=== RECORDS FOR PROCESSING ===

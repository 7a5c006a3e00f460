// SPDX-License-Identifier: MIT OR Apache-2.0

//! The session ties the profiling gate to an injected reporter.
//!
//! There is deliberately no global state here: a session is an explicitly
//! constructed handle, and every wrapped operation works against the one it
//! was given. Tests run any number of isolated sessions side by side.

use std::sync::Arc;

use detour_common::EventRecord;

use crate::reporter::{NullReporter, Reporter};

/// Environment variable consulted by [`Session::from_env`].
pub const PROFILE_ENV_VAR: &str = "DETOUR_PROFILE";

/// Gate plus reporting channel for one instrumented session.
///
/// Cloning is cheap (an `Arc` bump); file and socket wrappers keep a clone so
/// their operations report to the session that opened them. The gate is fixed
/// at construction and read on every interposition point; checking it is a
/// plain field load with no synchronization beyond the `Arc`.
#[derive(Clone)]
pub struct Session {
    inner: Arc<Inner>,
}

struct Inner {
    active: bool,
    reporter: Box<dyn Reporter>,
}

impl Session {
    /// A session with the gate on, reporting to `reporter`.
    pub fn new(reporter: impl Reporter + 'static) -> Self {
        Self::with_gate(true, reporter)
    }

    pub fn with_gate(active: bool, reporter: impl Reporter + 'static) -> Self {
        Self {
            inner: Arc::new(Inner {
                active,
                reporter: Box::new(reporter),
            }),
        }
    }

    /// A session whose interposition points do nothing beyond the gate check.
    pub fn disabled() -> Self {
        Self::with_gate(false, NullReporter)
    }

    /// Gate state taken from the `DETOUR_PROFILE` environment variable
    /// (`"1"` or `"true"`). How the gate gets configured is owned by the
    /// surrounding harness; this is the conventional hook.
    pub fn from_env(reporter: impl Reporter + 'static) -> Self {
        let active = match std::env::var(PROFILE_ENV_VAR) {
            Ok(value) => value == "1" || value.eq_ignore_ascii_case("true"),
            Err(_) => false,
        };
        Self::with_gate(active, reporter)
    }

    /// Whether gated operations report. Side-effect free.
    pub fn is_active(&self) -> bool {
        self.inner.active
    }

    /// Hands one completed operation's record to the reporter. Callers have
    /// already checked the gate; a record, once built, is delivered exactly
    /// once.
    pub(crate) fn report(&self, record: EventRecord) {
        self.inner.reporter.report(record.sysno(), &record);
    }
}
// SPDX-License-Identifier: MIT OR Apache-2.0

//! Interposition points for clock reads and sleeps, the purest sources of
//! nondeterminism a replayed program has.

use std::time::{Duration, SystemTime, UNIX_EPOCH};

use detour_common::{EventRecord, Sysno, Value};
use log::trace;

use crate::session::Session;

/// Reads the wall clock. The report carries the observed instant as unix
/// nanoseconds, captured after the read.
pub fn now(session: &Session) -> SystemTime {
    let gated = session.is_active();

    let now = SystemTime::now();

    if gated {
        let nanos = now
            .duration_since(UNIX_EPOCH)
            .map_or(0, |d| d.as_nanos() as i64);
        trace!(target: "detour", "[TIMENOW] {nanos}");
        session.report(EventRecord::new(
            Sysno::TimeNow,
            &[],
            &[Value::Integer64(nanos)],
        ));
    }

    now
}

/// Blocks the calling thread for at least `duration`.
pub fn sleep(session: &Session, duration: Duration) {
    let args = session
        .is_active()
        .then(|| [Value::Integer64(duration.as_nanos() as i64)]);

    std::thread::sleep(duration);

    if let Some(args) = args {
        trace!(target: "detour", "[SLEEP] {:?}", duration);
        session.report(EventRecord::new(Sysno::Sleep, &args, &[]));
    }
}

===
=== RECORDS FOR PROCESSING ===

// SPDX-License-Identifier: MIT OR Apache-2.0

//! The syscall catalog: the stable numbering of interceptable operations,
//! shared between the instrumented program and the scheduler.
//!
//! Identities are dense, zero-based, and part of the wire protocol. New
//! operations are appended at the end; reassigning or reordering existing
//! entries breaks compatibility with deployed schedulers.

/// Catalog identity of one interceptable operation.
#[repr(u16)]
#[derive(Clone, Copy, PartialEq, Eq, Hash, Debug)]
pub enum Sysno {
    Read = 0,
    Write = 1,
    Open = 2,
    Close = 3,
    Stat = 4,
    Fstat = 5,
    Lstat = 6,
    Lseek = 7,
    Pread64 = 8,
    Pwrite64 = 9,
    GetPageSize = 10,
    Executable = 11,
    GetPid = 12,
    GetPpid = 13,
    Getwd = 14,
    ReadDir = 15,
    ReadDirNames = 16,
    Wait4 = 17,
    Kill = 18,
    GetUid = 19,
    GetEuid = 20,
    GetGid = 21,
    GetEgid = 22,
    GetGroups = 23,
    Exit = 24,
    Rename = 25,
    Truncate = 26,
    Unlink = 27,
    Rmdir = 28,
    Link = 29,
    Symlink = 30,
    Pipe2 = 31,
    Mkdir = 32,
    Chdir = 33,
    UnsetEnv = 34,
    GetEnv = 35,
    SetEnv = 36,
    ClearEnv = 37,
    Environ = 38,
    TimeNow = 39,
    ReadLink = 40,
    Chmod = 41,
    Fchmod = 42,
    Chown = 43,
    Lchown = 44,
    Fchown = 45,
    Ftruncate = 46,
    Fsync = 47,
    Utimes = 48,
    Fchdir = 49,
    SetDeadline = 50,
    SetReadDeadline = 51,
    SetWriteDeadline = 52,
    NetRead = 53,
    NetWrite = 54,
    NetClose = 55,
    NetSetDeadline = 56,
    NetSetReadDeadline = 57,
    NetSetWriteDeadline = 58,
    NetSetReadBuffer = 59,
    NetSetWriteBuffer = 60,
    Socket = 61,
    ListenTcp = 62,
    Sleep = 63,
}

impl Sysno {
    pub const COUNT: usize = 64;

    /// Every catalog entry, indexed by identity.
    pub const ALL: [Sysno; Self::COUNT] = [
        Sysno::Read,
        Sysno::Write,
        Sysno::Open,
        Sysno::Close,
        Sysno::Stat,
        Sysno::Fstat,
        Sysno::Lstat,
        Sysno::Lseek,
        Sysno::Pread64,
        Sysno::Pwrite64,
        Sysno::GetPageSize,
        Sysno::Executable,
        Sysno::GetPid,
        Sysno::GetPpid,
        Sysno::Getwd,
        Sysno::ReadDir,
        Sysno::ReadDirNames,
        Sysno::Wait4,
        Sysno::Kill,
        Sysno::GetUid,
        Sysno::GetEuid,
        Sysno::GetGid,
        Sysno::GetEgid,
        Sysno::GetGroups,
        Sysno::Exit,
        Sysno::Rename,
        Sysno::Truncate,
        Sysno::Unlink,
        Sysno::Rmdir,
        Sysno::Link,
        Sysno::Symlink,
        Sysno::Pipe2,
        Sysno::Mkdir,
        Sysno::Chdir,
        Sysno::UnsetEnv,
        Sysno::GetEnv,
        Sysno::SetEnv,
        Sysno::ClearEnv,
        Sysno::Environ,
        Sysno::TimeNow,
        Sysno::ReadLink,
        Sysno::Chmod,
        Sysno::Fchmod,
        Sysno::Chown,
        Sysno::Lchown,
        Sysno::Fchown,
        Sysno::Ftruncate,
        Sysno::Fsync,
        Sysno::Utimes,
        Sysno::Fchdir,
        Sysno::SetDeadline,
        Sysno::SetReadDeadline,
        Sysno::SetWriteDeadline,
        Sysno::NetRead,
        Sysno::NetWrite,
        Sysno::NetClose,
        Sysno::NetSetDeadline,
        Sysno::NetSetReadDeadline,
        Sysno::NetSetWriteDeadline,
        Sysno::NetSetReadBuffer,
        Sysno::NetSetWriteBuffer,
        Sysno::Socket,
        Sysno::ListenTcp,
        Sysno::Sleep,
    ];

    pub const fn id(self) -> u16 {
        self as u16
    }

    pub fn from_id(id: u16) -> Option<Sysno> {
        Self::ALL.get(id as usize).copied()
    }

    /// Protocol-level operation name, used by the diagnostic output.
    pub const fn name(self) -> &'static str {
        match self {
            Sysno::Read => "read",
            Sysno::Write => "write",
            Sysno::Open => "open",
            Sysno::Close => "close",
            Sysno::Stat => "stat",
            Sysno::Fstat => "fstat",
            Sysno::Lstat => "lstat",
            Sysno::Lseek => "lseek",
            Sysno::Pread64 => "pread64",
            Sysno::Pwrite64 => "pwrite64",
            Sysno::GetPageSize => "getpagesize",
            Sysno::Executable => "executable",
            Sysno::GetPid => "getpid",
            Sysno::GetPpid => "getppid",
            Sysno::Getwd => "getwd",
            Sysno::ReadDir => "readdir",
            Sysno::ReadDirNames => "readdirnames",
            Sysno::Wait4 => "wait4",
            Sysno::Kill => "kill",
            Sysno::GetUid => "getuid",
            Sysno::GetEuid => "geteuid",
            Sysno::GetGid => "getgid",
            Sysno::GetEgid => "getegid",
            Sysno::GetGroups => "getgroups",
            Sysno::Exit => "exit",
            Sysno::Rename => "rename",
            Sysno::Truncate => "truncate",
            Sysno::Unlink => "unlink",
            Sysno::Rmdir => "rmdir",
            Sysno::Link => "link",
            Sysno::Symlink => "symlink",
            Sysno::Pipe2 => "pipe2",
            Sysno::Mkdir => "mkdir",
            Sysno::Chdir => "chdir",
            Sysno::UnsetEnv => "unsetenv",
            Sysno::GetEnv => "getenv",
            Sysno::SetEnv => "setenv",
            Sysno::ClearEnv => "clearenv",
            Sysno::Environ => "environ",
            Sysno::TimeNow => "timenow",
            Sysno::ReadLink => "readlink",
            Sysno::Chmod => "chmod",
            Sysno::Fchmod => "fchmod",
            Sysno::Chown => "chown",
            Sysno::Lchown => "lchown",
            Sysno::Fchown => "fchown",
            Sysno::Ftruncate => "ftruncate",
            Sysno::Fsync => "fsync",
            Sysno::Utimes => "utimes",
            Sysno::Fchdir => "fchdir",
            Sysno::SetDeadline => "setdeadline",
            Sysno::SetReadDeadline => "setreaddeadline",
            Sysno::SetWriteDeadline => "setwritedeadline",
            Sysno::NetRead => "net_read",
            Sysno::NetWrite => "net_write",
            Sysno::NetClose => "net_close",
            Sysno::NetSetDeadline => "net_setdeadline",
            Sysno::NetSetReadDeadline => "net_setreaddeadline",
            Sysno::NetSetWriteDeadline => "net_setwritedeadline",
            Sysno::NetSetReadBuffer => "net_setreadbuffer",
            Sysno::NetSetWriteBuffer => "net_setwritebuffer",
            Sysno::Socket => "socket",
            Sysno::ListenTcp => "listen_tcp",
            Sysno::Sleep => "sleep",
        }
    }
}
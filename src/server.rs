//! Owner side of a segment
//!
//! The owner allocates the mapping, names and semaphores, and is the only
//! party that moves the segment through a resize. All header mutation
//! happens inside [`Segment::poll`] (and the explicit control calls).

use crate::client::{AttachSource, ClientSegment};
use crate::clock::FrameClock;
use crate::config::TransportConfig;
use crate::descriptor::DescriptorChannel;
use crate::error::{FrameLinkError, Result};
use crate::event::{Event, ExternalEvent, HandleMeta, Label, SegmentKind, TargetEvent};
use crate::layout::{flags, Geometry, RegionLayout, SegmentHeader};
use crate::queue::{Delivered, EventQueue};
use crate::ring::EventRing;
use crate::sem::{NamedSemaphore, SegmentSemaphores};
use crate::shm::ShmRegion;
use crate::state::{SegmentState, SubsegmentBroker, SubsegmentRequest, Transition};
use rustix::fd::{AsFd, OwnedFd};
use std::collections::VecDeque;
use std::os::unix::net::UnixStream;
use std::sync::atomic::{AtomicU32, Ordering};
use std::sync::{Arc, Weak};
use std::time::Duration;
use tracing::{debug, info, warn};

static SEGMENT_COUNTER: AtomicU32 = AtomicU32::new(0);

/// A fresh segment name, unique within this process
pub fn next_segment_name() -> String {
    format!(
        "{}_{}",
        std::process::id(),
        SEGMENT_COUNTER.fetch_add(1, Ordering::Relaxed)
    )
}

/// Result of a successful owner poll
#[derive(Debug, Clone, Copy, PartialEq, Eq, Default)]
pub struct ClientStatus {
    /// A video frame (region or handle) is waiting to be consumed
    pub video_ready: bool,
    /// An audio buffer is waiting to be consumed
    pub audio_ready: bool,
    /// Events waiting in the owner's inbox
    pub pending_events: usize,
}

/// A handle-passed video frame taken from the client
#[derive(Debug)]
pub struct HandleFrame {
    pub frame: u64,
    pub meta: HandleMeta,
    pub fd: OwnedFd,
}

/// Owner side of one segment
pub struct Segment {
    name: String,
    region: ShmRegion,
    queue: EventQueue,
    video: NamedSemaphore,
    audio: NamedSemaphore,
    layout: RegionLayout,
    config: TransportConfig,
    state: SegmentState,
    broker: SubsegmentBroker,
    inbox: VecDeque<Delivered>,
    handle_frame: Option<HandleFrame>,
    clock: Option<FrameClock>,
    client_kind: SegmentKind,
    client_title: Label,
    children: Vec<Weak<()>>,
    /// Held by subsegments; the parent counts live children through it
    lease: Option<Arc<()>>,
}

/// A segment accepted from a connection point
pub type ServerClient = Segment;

===

» **EXERCISE INSTRUCTIONS**
Return each line of the data that contains the string "Ftruncate".

» **RESPONSE**
    Ftruncate = 46,
        Sysno::Ftruncate,
            Sysno::Ftruncate => "ftruncate",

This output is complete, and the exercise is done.